What is being asked — Only the opening lines of the listing, through the one with "that takes none.", are to be retyped, each exactly as it stands.

#### Data under study ####

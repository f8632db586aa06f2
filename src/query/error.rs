use thiserror::Error;

use super::ExprType;

/// Errors produced when constructing an [`Expr`](super::Expr).
#[derive(Debug, Clone, PartialEq, Eq, Error)]
pub enum ExprError {
    /// A value was supplied to a kind that takes none.
    #[error("{0} does not take a value")]
    UnexpectedValue(ExprType),
    /// A value kind was built without its operand.
    #[error("{0} requires a value")]
    MissingValue(ExprType),
    /// The operand does not fit the kind's value domain.
    #[error("value {value} is out of range for {kind}")]
    ValueOutOfRange { kind: ExprType, value: i32 },
    /// A logical or recursive kind was requested from a leaf factory.
    #[error("{0} cannot be built as a leaf")]
    NotALeaf(ExprType),
    /// A leaf kind was requested from the logical factory.
    #[error("{0} is not a logical operator")]
    NotLogical(ExprType),
    /// Wrong number of children for a logical operator.
    #[error("{kind} takes {expected} operand(s), {given} supplied")]
    Arity {
        kind: ExprType,
        expected: usize,
        given: usize,
    },
    /// A recursive predicate was built from a query graph with no atoms.
    #[error("recursive query has no atoms")]
    EmptyRecursiveQuery,
}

####

Written answer —
repository f8632db586aa06f2
filename src/query/error.rs
use thiserror::Error;

use super::ExprType;

/// Errors produced when constructing an [`Expr`](super::Expr).
#[derive(Debug, Clone, PartialEq, Eq, Error)]
pub enum ExprError {
    /// A value was supplied to a kind that takes none.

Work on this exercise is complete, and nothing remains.